Sumaya Farhat-Naser: „Friede ist kein Zustand, der von außen verordnet werden kann, sondern eine Haltung, die aus Einsicht, Demut und der Fähigkeit zu Vergebung entsteht.“ © P. Siegfried Stattmann OSB
Als Hauptrednerin des Ordenstags war die palästinensische Friedenspädagogin Sumaya Farhat-Naser zu Gast – eine Frau, deren Lebensweg und Überzeugungen eindrucksvoll belegen, dass selbst unter schwierigsten Umständen Hoffnung und Mitgefühl möglich bleiben. Ihre Teilnahme war bis zuletzt ungewiss, da die politische Lage in Palästina ihre Ausreise erschwerte. Umso bewegender war der Moment, als sie schließlich vor den versammelten Ordensleuten und ihren Gästen stand und ihre Gedanken über inneren und äußeren Frieden teilte.
Die Botschaft des Friedens
In ihrem Vortrag sprach Farhat-Naser über den Frieden als einen Prozess, der im Inneren des Menschen beginnt. Sie beschrieb diesen Weg mit einem „Drei-Schritte-Programm“: Jeder Mensch wird gleich geboren, jeder Mensch ist anders, und in jedem Menschen liegt ein einzigartiger Kern – ein „Diamant“, wie sie es nannte –, der durch Achtsamkeit und Selbstreflexion zum Leuchten gebracht werden kann.
Friede, so betonte sie, sei kein Zustand, der von außen verordnet werden könne, sondern eine Haltung, die aus Einsicht, Demut und der Fähigkeit zu Vergebung entsteht. „Vergessen und Vergeben sind Gnaden“, sagte sie, „denn nur wer loslässt, kann in sich selbst frei werden.“
Religionen als bunte Märkte des Lebens
Ein besonderes Bild prägte sich den Zuhörenden ein: Religionen, erklärte Farhat-Naser, seien wie bunte orientalische Märkte – Orte voller Vielfalt, an denen man Gutes finden könne, aber auch Herausforderndes. Entscheidend sei, mit welcher Haltung man diesen Markt betritt. Toleranz, Respekt und die Bereitschaft zuzuhören seien Grundvoraussetzungen für ein friedliches Miteinander der Religionen.
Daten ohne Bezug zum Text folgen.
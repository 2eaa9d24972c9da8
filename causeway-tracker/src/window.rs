//! Growable bit vector with a sliding baseline.
//!
//! Each bit records whether the message at a given offset has been accepted
//! by the AMQP peer. Bit `i` represents offset `baseline + i`. The word
//! array only ever grows, so under a bounded number of in-flight messages
//! the window stops allocating in steady state.

use causeway_core::Offset;

const BITS_PER_WORD: u64 = 64;

/// A window of acknowledgment bits relative to a sliding baseline offset.
#[derive(Debug, Clone)]
pub struct BitWindow {
    /// Offset represented by bit 0.
    baseline: Offset,
    /// Backing words, low bits first. Grows, never shrinks.
    words: Vec<u64>,
}

impl BitWindow {
    /// Creates a window starting at `baseline` with all bits clear.
    #[must_use]
    pub fn new(baseline: Offset) -> Self {
        Self {
            baseline,
            words: vec![0],
        }
    }

    /// Returns the offset represented by bit 0.
    #[must_use]
    pub const fn baseline(&self) -> Offset {
        self.baseline
    }

    /// Marks the bit for `offset`. Idempotent on repeats.
    ///
    /// Grows the backing words lazily to cover `offset - baseline`. Callers
    /// must not pass offsets that have already been shifted out.
    ///
    /// # Panics
    ///
    /// Panics if `offset < baseline`.
    pub fn set(&mut self, offset: Offset) {
        assert!(
            offset.get() >= self.baseline.get(),
            "offset ({}) must be >= baseline ({})",
            offset.get(),
            self.baseline.get()
        );
        let index = offset.get() - self.baseline.get();
        #[allow(clippy::cast_possible_truncation)]
        let word = (index / BITS_PER_WORD) as usize;
        if word >= self.words.len() {
            self.words.resize(word + 1, 0);
        }
        self.words[word] |= 1u64 << (index % BITS_PER_WORD);
    }

    /// Shifts all bits down by `places`, advancing the baseline.
    ///
    /// Bits at positions `< places` are discarded; `places` may exceed one
    /// word's width. After this call the old bit at index `places` is the
    /// new bit 0. Returns the new baseline. Storage is retained, not shrunk.
    pub fn rshift(&mut self, places: u64) -> Offset {
        #[allow(clippy::cast_possible_truncation)]
        let shift_words = (places / BITS_PER_WORD) as usize;
        #[allow(clippy::cast_possible_truncation)]
        let shift_bits = (places % BITS_PER_WORD) as u32;
        let len = self.words.len();

        // Whole-word moves first.
        if shift_words > 0 {
            if shift_words >= len {
                self.words.fill(0);
            } else {
                self.words.copy_within(shift_words.., 0);
                self.words[len - shift_words..].fill(0);
            }
        }

        // Then sub-word shifts, carrying the lost low bits of the next word.
        // A shift amount of 64 on u64 is undefined, hence the guard.
        if shift_bits > 0 {
            for i in 0..len {
                self.words[i] >>= shift_bits;
                if i + 1 < len {
                    self.words[i] |= self.words[i + 1] << (64 - shift_bits);
                }
            }
        }

        self.baseline = Offset::new(self.baseline.get() + places);
        self.baseline
    }

    /// Returns the count of contiguously set bits starting at bit 0.
    ///
    /// This is the number of offsets from the baseline that can be safely
    /// committed without claiming unaccepted messages. Zero if bit 0 is
    /// unset.
    #[must_use]
    pub fn lowest_set_bits(&self) -> u64 {
        let mut count = 0u64;
        for word in &self.words {
            let ones = u64::from(word.trailing_ones());
            count += ones;
            if ones < BITS_PER_WORD {
                break;
            }
        }
        count
    }
}

#[cfg(test)]
mod tests {
    use super::*;

    #[test]
    fn test_empty_window() {
        let window = BitWindow::new(Offset::new(10));
        assert_eq!(window.baseline(), Offset::new(10));
        assert_eq!(window.lowest_set_bits(), 0);
    }

    #[test]
    fn test_set_and_lowest_bits() {
        let mut window = BitWindow::new(Offset::new(0));

        window.set(Offset::new(0));
        window.set(Offset::new(1));
        window.set(Offset::new(2));
        assert_eq!(window.lowest_set_bits(), 3);

        // Gap at 3, then 4.
        window.set(Offset::new(4));
        assert_eq!(window.lowest_set_bits(), 3);

        // Fill the gap.
        window.set(Offset::new(3));
        assert_eq!(window.lowest_set_bits(), 5);
    }

    #[test]
    fn test_set_is_idempotent() {
        let mut window = BitWindow::new(Offset::new(0));
        window.set(Offset::new(0));
        window.set(Offset::new(0));
        assert_eq!(window.lowest_set_bits(), 1);
    }

    #[test]
    fn test_any_interleaving_fills_range() {
        // After setting every offset in [0, n) in scrambled order,
        // lowest_set_bits must equal n.
        let n = 200u64;
        let mut window = BitWindow::new(Offset::new(0));
        let mut offsets: Vec<u64> = (0..n).collect();
        // Deterministic scramble.
        offsets.sort_by_key(|o| (o.wrapping_mul(2_654_435_761)) % n);
        for offset in offsets {
            window.set(Offset::new(offset));
        }
        assert_eq!(window.lowest_set_bits(), n);
    }

    #[test]
    fn test_growth_past_one_word() {
        let mut window = BitWindow::new(Offset::new(0));
        window.set(Offset::new(200));
        assert_eq!(window.lowest_set_bits(), 0);

        for i in 0..200 {
            window.set(Offset::new(i));
        }
        assert_eq!(window.lowest_set_bits(), 201);
    }

    #[test]
    fn test_rshift_advances_baseline() {
        let mut window = BitWindow::new(Offset::new(100));
        let baseline = window.rshift(5);
        assert_eq!(baseline, Offset::new(105));
        assert_eq!(window.baseline(), Offset::new(105));
    }

    #[test]
    fn test_rshift_preserves_remaining_bits() {
        let mut window = BitWindow::new(Offset::new(0));
        for i in 0..10 {
            window.set(Offset::new(i));
        }
        assert_eq!(window.lowest_set_bits(), 10);

        // rshift(k) with k <= lowest_set_bits drops exactly k from the count.
        window.rshift(4);
        assert_eq!(window.lowest_set_bits(), 6);

        window.rshift(6);
        assert_eq!(window.lowest_set_bits(), 0);
    }

    #[test]
    fn test_rshift_across_word_boundaries() {
        let mut window = BitWindow::new(Offset::new(0));
        // Set bits 70..=80 (second word).
        for i in 70..=80 {
            window.set(Offset::new(i));
        }
        assert_eq!(window.lowest_set_bits(), 0);

        // Shift down by more than a word's width.
        window.rshift(70);
        assert_eq!(window.baseline(), Offset::new(70));
        assert_eq!(window.lowest_set_bits(), 11);
    }

    #[test]
    fn test_rshift_whole_words_exact() {
        let mut window = BitWindow::new(Offset::new(0));
        window.set(Offset::new(64));
        window.set(Offset::new(65));
        window.rshift(64);
        assert_eq!(window.lowest_set_bits(), 2);
    }

    #[test]
    fn test_rshift_beyond_stored_bits() {
        let mut window = BitWindow::new(Offset::new(0));
        window.set(Offset::new(0));
        window.rshift(500);
        assert_eq!(window.baseline(), Offset::new(500));
        assert_eq!(window.lowest_set_bits(), 0);
    }

    #[test]
    fn test_old_bit_at_places_becomes_bit_zero() {
        let mut window = BitWindow::new(Offset::new(0));
        window.set(Offset::new(3));
        window.rshift(3);
        assert_eq!(window.lowest_set_bits(), 1);
    }

    #[test]
    #[should_panic(expected = "must be >= baseline")]
    fn test_set_below_baseline_panics() {
        let mut window = BitWindow::new(Offset::new(100));
        window.set(Offset::new(99));
    }
}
Zum Abschluss ihres Vortrags sprach sie ein Friedensgebet von Schalom Ben Chorim. Darin verbinden sich die Tugenden des Zuhörens, der Geduld, des Glaubens und der Verantwortung – all jene Haltungen, die Farhat-Naser auch in ihrem eigenen Leben verkörpert:
„Wer Frieden sucht, wird den anderen suchen, wird zuhören lernen, wird das Vergeben üben, wird vorgefertigte Meinungen zurücklassen, wird das Wagnis eingehen, wird an die Änderung des Menschen glauben, wird Hoffnung wecken, wird den anderen entgegenkommen, wird zu seiner eigenen Schuld stehen, wird geduldig dranbleiben, wird selber vom Frieden Gottes leben. Suchen wir den Frieden?“

Offizieller Auftakt: Zu Beginn richtete Bischofsvikar Engelbert Guggenberger Grußworte an die Teilnehmenden des Ordenstags und hieß alle herzlich willkommen. © P. Siegfried Stattmann OSB
Von der Wissenschaft zur Friedensarbeit
Sumaya Farhat-Naser wurde 1948, im Jahr der Gründung des Staates Israel, in Birzeit nahe Ramallah geboren. Aufgewachsen in einer christlichen Familie, besuchte sie die deutsche Internatsschule Talitha Kumi bei Bethlehem und studierte später in Hamburg Biologie, Geografie und Erziehungswissenschaft. Dort promovierte sie in angewandter Botanik – ein Fach, das die Grundlage für ihre spätere Lehrtätigkeit an der Universität Birzeit bildete.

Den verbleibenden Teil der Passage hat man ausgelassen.